In the records below, find the line containing "pub fn normalize(text: &str)"; copy exactly that line and all lines after it to the end, and nothing else.
*** DATA TO PROCESS ***
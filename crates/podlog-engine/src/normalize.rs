use std::sync::LazyLock;

use regex::Regex;

static RE_ISO_TIMESTAMP: LazyLock<Regex> = LazyLock::new(|| {
    Regex::new(r"\d{4}-\d{2}-\d{2}[T ]\d{2}:\d{2}:\d{2}(\.\d+)?([+-]\d{2}:\d{2}|Z)?").unwrap()
});
static RE_APACHE_TIMESTAMP: LazyLock<Regex> =
    LazyLock::new(|| Regex::new(r"\d{2}/[A-Za-z]{3}/\d{4}:\d{2}:\d{2}:\d{2}").unwrap());
static RE_UUID: LazyLock<Regex> = LazyLock::new(|| {
    Regex::new(r"(?i)[0-9a-f]{8}-[0-9a-f]{4}-[0-9a-f]{4}-[0-9a-f]{4}-[0-9a-f]{12}").unwrap()
});
static RE_REQUEST_ID: LazyLock<Regex> =
    LazyLock::new(|| Regex::new(r"(?i)req-[0-9a-f-]+").unwrap());
static RE_IP: LazyLock<Regex> =
    LazyLock::new(|| Regex::new(r"\b\d{1,3}\.\d{1,3}\.\d{1,3}\.\d{1,3}(:\d+)?\b").unwrap());
static RE_NUMERIC_ID: LazyLock<Regex> =
    LazyLock::new(|| Regex::new(r"(?i)\bid[:=]\s*\d+\b").unwrap());
static RE_ADDR: LazyLock<Regex> = LazyLock::new(|| Regex::new(r"0x[0-9a-fA-F]+").unwrap());
static RE_WHITESPACE: LazyLock<Regex> = LazyLock::new(|| Regex::new(r"\s+").unwrap());

/// Rewrites volatile substrings (timestamps, UUIDs, request ids, IPs,
/// numeric ids, memory addresses) to stable placeholders and collapses
/// whitespace, so that two occurrences of the same error compare equal.
pub fn normalize(text: &str) -> String {
    let s = RE_ISO_TIMESTAMP.replace_all(text, "<TIMESTAMP>");
    let s = RE_APACHE_TIMESTAMP.replace_all(&s, "<TIMESTAMP>");
    let s = RE_UUID.replace_all(&s, "<UUID>");
    let s = RE_REQUEST_ID.replace_all(&s, "<REQ-ID>");
    let s = RE_IP.replace_all(&s, "<IP>");
    let s = RE_NUMERIC_ID.replace_all(&s, "id=<ID>");
    let s = RE_ADDR.replace_all(&s, "<ADDR>");
    let s = RE_WHITESPACE.replace_all(&s, " ");
    s.trim().to_string()
}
*** End of DATA TO PROCESS ***
▸ WRITTEN SOLUTION:
pub fn normalize(text: &str) -> String {
    let s = RE_ISO_TIMESTAMP.replace_all(text, "<TIMESTAMP>");
    let s = RE_APACHE_TIMESTAMP.replace_all(&s, "<TIMESTAMP>");
    let s = RE_UUID.replace_all(&s, "<UUID>");
    let s = RE_REQUEST_ID.replace_all(&s, "<REQ-ID>");
    let s = RE_IP.replace_all(&s, "<IP>");
    let s = RE_NUMERIC_ID.replace_all(&s, "id=<ID>");
    let s = RE_ADDR.replace_all(&s, "<ADDR>");
    let s = RE_WHITESPACE.replace_all(&s, " ");
    s.trim().to_string()
}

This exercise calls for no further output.